Stored items
──────────────────────────────

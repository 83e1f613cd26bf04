use std::collections::HashSet;

use serenity::model::prelude::UserId;

use crate::{engine::EngineCfg, immut_data::dynamic::BotCfg};

/// Shorthands for bots that carry a [`BotCfg`] in a `cfg` field.
pub(crate) trait CfgExt {
    fn discord_token(&self) -> &str;
    fn discord_prefix(&self) -> &str;
    fn owners(&self) -> &HashSet<UserId>;
    fn engine_cfg(&self) -> EngineCfg;
    fn cfg(&self) -> BotCfg;
}

macro_rules! impl_cfg_ext {
    ($t:ty) => {
        impl crate::bots::CfgExt for $t {
            fn discord_token(&self) -> &str {
                &self.cfg.discord_token
            }

            fn discord_prefix(&self) -> &str {
                &self.cfg.discord_prefix
            }

            fn owners(&self) -> &std::collections::HashSet<serenity::model::prelude::UserId> {
                &self.cfg.owners
            }

            fn engine_cfg(&self) -> crate::engine::EngineCfg {
                self.cfg.engine
            }

            fn cfg(&self) -> crate::immut_data::dynamic::BotCfg {
                self.cfg.clone()
            }
        }
    };
}

pub(crate) use impl_cfg_ext;
use serenity::{
    framework::standard::{macros::command, CommandResult},
    model::prelude::Message,
    prelude::Context,
};
use tracing::info;

use crate::app_state::type_map_keys::ShardManagerKey;

#[command]
#[owners_only]
#[description = "Disconnect the bot from every server."]
async fn stop(ctx: &Context, msg: &Message) -> CommandResult {
    let data = ctx.data.read().await;

    if let Some(sm) = data.get::<ShardManagerKey>() {
        msg.reply(ctx, "Shutting down!").await?;
        info!(owner = msg.author.id.0, "Shutdown requested");
        let mut wlock = sm.lock().await;
        wlock.shutdown_all().await;
    } else {
        msg.reply(ctx, "There was a problem getting the shard manager")
            .await?;
    }
    Ok(())
}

──────────────────────────────

* [AIM OF THE TASK]
Starting at the line that contains "if let Some(sm)", return every line through the last one above, exactly as written.

* [EXERCISE OUTPUT]
    if let Some(sm) = data.get::<ShardManagerKey>() {
        msg.reply(ctx, "Shutting down!").await?;
        info!(owner = msg.author.id.0, "Shutdown requested");
        let mut wlock = sm.lock().await;
        wlock.shutdown_all().await;
    } else {
        msg.reply(ctx, "There was a problem getting the shard manager")
            .await?;
    }
    Ok(())
}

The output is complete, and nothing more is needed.